THE VACCINE
One intriguing area of research is the SAV001 vaccine, which is being investigated by Dr. Chil-Yong Kang at the University of Western Ontario’s Schulich School of Medicine & Dentistry. Its Phase I clinical trials (the first screens for safety of treatment) were completed in August 2013. The vaccine uses a modified version of the virus that has been “killed,”which then attacks cells infected with HIV—a similar approach to that used in the polio vaccine, among others. How promising does Barré-Sinoussi think this is?
“We should not separate cure research from vaccine research because probably we will need a drug to reactivate the virus from the latently infected cells, and then to come up with a vaccine that induces T-cell response that will be able to eliminate the reactivated T cells,” she says.
“I’m not convinced that the antibody will be enough to reduce the size of the reservoir. I think it is interesting, but not alone—it’s clear that it [a cure] is not a single approach; we will have to combine [approaches], and why not? Maybe we will have different combinations.”
UNVEILING THE VIRUS
Barré-Sinoussi is equally measured about the use of a modified version of the drug Ciclosporin, traditionally deployed to suppress the immune system of organ transplant patients to prevent rejection. After biologist professor Greg Towers and his team at University College London unmasked the two molecules that help HIV hide from the immune system—a potentially seismic breakthrough—they then used this drug to block the “cloaking” mechanism in the virus, a development that has caused immense excitement.
In a career awash with breakthroughs and disappointment, Barré-Sinoussi knows more than most about the folly of premature hope.
“The potential for this approach is huge—as a possible treatment in itself, but also as a complement to existing therapies,” said Towers in 2013.
For Barré-Sinoussi, “it’s too early to say. The approach should be continued to give more convincing data.” But she certainly thinks this particular area is a potentially fruitful avenue. “We understand better the mechanism of persistence of HIV infection and several approaches are based on that. [The use of] anti-inflammatory drugs like Ciclosporin is based on our knowledge that in HIV infection one critical component is inflammation and we know inflammation may play a role in maintaining the reservoir, so this has to be considered.”
GENE THERAPY
Another area to cause frenzied interest in recent months has been a new technique called CRISPR, in which human genomes can be engineered with unprecedented precision: The new wave of gene therapy. Its use has been hailed as a possible breakthrough not only for HIV research but also for genetic conditions such as Down’s syndrome and sickle-cell anemia. Barré-Sinoussi’s concerns, however, relate to its scalability.

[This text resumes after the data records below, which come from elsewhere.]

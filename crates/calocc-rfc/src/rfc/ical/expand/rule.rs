//! Recurrence rule correction (RFC 5545 §3.3.10).
//!
//! The rule engine works in the local-as-UTC encoding, so both boundaries of
//! a rule are rewritten into it before the rule is built:
//! - DTSTART comes from the event's own wall-clock start, never from the feed
//! - UNTIL is genuine UTC in the feed and is moved onto the event's clock

use chrono::{DateTime, NaiveDateTime, NaiveTime};
use rrule::{RRule, RRuleSet, Unvalidated};

use super::correct::TimestampCorrector;
use super::local_as_utc::{format_local_as_utc, to_local_as_utc_encoding};
use crate::error::{RfcError, RfcResult};
use crate::rfc::ical::core::WallClockTimestamp;
use crate::rfc::ical::parse::{DateOrDateTime, parse_date_or_datetime};

/// A recurrence rule ready for evaluation.
#[derive(Debug, Clone)]
pub struct CorrectedRule {
    /// The RRULE text after UNTIL substitution.
    pub rule_text: String,
    /// The event start in local-as-UTC encoding.
    pub dtstart: DateTime<rrule::Tz>,
    set: RRuleSet,
}

impl CorrectedRule {
    #[must_use]
    pub fn into_set(self) -> RRuleSet {
        self.set
    }
}

/// ## Summary
/// Rewrites a decoded RRULE into the local-as-UTC convention and builds it.
///
/// `raw_rule` is the RRULE value; an `RRULE:` prefix and any DTSTART line a
/// decoder left next to it are tolerated and discarded.
///
/// ## Errors
/// Returns `RfcError::RRuleError` if the rule is empty or the rule engine
/// rejects it, and `RfcError::InvalidDateTime` if UNTIL is not a date or
/// date-time value.
pub fn correct_rule(
    raw_rule: &str,
    start: &WallClockTimestamp,
    corrector: &TimestampCorrector,
) -> RfcResult<CorrectedRule> {
    let body = rule_body(raw_rule)
        .ok_or_else(|| RfcError::RRuleError(format!("Empty recurrence rule: {raw_rule:?}")))?;

    let mut parts = Vec::new();
    for part in body.split(';').map(str::trim).filter(|p| !p.is_empty()) {
        match part.split_once('=') {
            Some((name, value)) if name.eq_ignore_ascii_case("UNTIL") => {
                parts.push(format!("UNTIL={}", correct_until(value, start, corrector)?));
            }
            _ => parts.push(part.to_string()),
        }
    }
    let rule_text = parts.join(";");

    let dtstart = to_local_as_utc_encoding(start.value);
    let rule = rule_text
        .parse::<RRule<Unvalidated>>()
        .map_err(|err| RfcError::RRuleError(format!("{rule_text}: {err}")))?;
    let set = rule
        .build(dtstart)
        .map_err(|err| RfcError::RRuleError(format!("{rule_text}: {err}")))?;

    tracing::trace!(raw = %raw_rule, corrected = %rule_text, "Corrected recurrence rule");

    Ok(CorrectedRule {
        rule_text,
        dtstart,
        set,
    })
}

/// Extracts the `FREQ=…` part from whatever the decoder handed over.
fn rule_body(raw_rule: &str) -> Option<&str> {
    raw_rule
        .lines()
        .map(str::trim)
        .filter(|line| {
            !line
                .get(..7)
                .is_some_and(|prefix| prefix.eq_ignore_ascii_case("DTSTART"))
        })
        .map(|line| match line.get(..6) {
            Some(prefix) if prefix.eq_ignore_ascii_case("RRULE:") => &line[6..],
            _ => line,
        })
        .find(|line| !line.is_empty())
}

/// Moves an UNTIL value onto the event's clock, in local-as-UTC notation.
fn correct_until(
    value: &str,
    start: &WallClockTimestamp,
    corrector: &TimestampCorrector,
) -> RfcResult<String> {
    let wall_clock = match parse_date_or_datetime(value)? {
        // All-day series: the date is kept, only written as midnight to match DTSTART.
        DateOrDateTime::Date(date) if start.is_date_only => date.and_time(NaiveTime::MIN),
        DateOrDateTime::DateTime { value, .. } if start.is_date_only => value,
        // A DATE bound on a timed series covers that whole day.
        DateOrDateTime::Date(date) => date
            .and_hms_opt(23, 59, 59)
            .unwrap_or_else(|| date.and_time(NaiveTime::MIN)),
        DateOrDateTime::DateTime {
            value,
            is_utc: false,
        } => value,
        DateOrDateTime::DateTime {
            value,
            is_utc: true,
        } => utc_to_wall_clock(value, start, corrector),
    };
    Ok(format_local_as_utc(wall_clock))
}

fn utc_to_wall_clock(
    utc: NaiveDateTime,
    start: &WallClockTimestamp,
    corrector: &TimestampCorrector,
) -> NaiveDateTime {
    let zone = corrector.zone_for(&start.timezone_tag);
    utc.and_utc().with_timezone(&zone).naive_local()
}
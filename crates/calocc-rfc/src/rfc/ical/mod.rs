//! iCalendar occurrence resolution.
//!
//! Pipeline, leaves first:
//! - `parse::normalize_feed`: reorders event blocks, recurring ones first
//! - `parse::decode_components`: feed text to `RawCalendarComponent`s
//! - `expand`: timezone resolution, rule correction, window expansion,
//!   timestamp correction and materialization
//! - `OccurrenceEngine`: runs the pipeline for one feed and one instant

pub mod core;
mod engine;
pub mod expand;
pub mod parse;


pub use engine::OccurrenceEngine;
use calocc_test::component::expand::{ResolvedTimezone, TimezoneResolver};
use chrono_tz::Tz;

use super::helpers::{FeedBuilder, resolve, starts};

fn single(tzid_param: &str, start: &str, end: &str) -> String {
    FeedBuilder::new()
        .event(&[
            "UID:tz@calocc.test",
            "SUMMARY:Call",
            &format!("DTSTART{tzid_param}:{start}"),
            &format!("DTEND{tzid_param}:{end}"),
        ])
        .build()
}

#[test_log::test]
fn outlook_display_label_is_resolved() {
    let feed = single(
        ";TZID=\"(UTC+01:00) Brussels, Copenhagen, Madrid, Paris\"",
        "20240115T090000",
        "20240115T100000",
    );
    let occurrences = resolve(&feed, Tz::UTC, "2024-01-15T00:00:00Z");
    assert_eq!(starts(&occurrences), vec!["2024-01-15T08:00:00+00:00"]);
}

#[test_log::test]
fn windows_zone_names_from_several_regions() {
    let cases = [
        ("Eastern Standard Time", "2024-01-15T14:00:00+00:00"),
        ("Pacific Standard Time", "2024-01-15T17:00:00+00:00"),
        ("GMT Standard Time", "2024-01-15T09:00:00+00:00"),
        ("Tokyo Standard Time", "2024-01-15T00:00:00+00:00"),
        ("AUS Eastern Standard Time", "2024-01-14T22:00:00+00:00"),
    ];
    for (tzid, expected) in cases {
        let feed = single(&format!(";TZID={tzid}"), "20240115T090000", "20240115T100000");
        let occurrences = resolve(&feed, Tz::UTC, "2024-01-15T00:00:00Z");
        assert_eq!(starts(&occurrences), vec![expected], "{tzid}");
    }
}

#[test_log::test]
fn unresolved_zone_falls_back_to_host_zone() {
    let feed = single(";TZID=Customized Time Zone", "20240115T090000", "20240115T100000");

    let in_utc = resolve(&feed, Tz::UTC, "2024-01-15T00:00:00Z");
    let in_berlin = resolve(&feed, Tz::Europe__Berlin, "2024-01-15T00:00:00Z");

    assert_eq!(starts(&in_utc), vec!["2024-01-15T09:00:00+00:00"]);
    assert_eq!(starts(&in_berlin), vec!["2024-01-15T08:00:00+00:00"]);
}

#[test_log::test]
fn floating_time_is_read_on_host_clock() {
    let feed = single("", "20240715T090000", "20240715T100000");
    let occurrences = resolve(&feed, Tz::America__New_York, "2024-07-15T00:00:00Z");
    assert_eq!(starts(&occurrences), vec!["2024-07-15T13:00:00+00:00"]);
}

#[test_log::test]
fn utc_time_ignores_host_zone() {
    let feed = single("", "20240715T090000Z", "20240715T100000Z");
    for zone in [Tz::UTC, Tz::Asia__Kolkata, Tz::America__Denver] {
        let occurrences = resolve(&feed, zone, "2024-07-15T00:00:00Z");
        assert_eq!(starts(&occurrences), vec!["2024-07-15T09:00:00+00:00"]);
    }
}

#[test_log::test]
fn recurring_series_in_unresolved_zone_uses_host_clock_for_until() {
    let feed = FeedBuilder::new()
        .event(&[
            "UID:custom@calocc.test",
            "SUMMARY:Custom zone",
            "DTSTART;TZID=Customized Time Zone:20240108T090000",
            "DTEND;TZID=Customized Time Zone:20240108T093000",
            // 09:00 in Berlin on the 10th
            "RRULE:FREQ=DAILY;UNTIL=20240110T080000Z",
        ])
        .build();
    let occurrences = resolve(&feed, Tz::Europe__Berlin, "2024-02-01T00:00:00Z");

    assert_eq!(
        starts(&occurrences),
        vec![
            "2024-01-08T08:00:00+00:00",
            "2024-01-09T08:00:00+00:00",
            "2024-01-10T08:00:00+00:00",
        ]
    );
}

#[test]
fn resolver_order() {
    let resolver = TimezoneResolver::new();

    assert_eq!(
        resolver.resolve("/America/Chicago"),
        ResolvedTimezone::Canonical("America/Chicago".to_string())
    );
    assert_eq!(
        resolver.resolve("Central Standard Time").identifier(),
        Some("America/Chicago")
    );
    assert_eq!(
        resolver.resolve("America/Chicago").identifier(),
        Some("America/Chicago")
    );
    assert_eq!(resolver.resolve("Atlantis"), ResolvedTimezone::Unresolved);
}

“I cannot see how this kind of approach could be translated and used in a resource-limited setting,” she says, conceding that all these areas of research help build our understanding of the virus like a “puzzle.” However, they cannot, she argues, form the full picture without understanding the profile of a patient: the patient’s genetic background, the quality of the patient’s response to interventions according to his or her inflammatory response, and the patient’s number of latently infected cells, as well as “other markers we still don’t know about.” In a career awash with breakthroughs and disappointment, Barré-Sinoussi knows more than most about the folly of premature hope.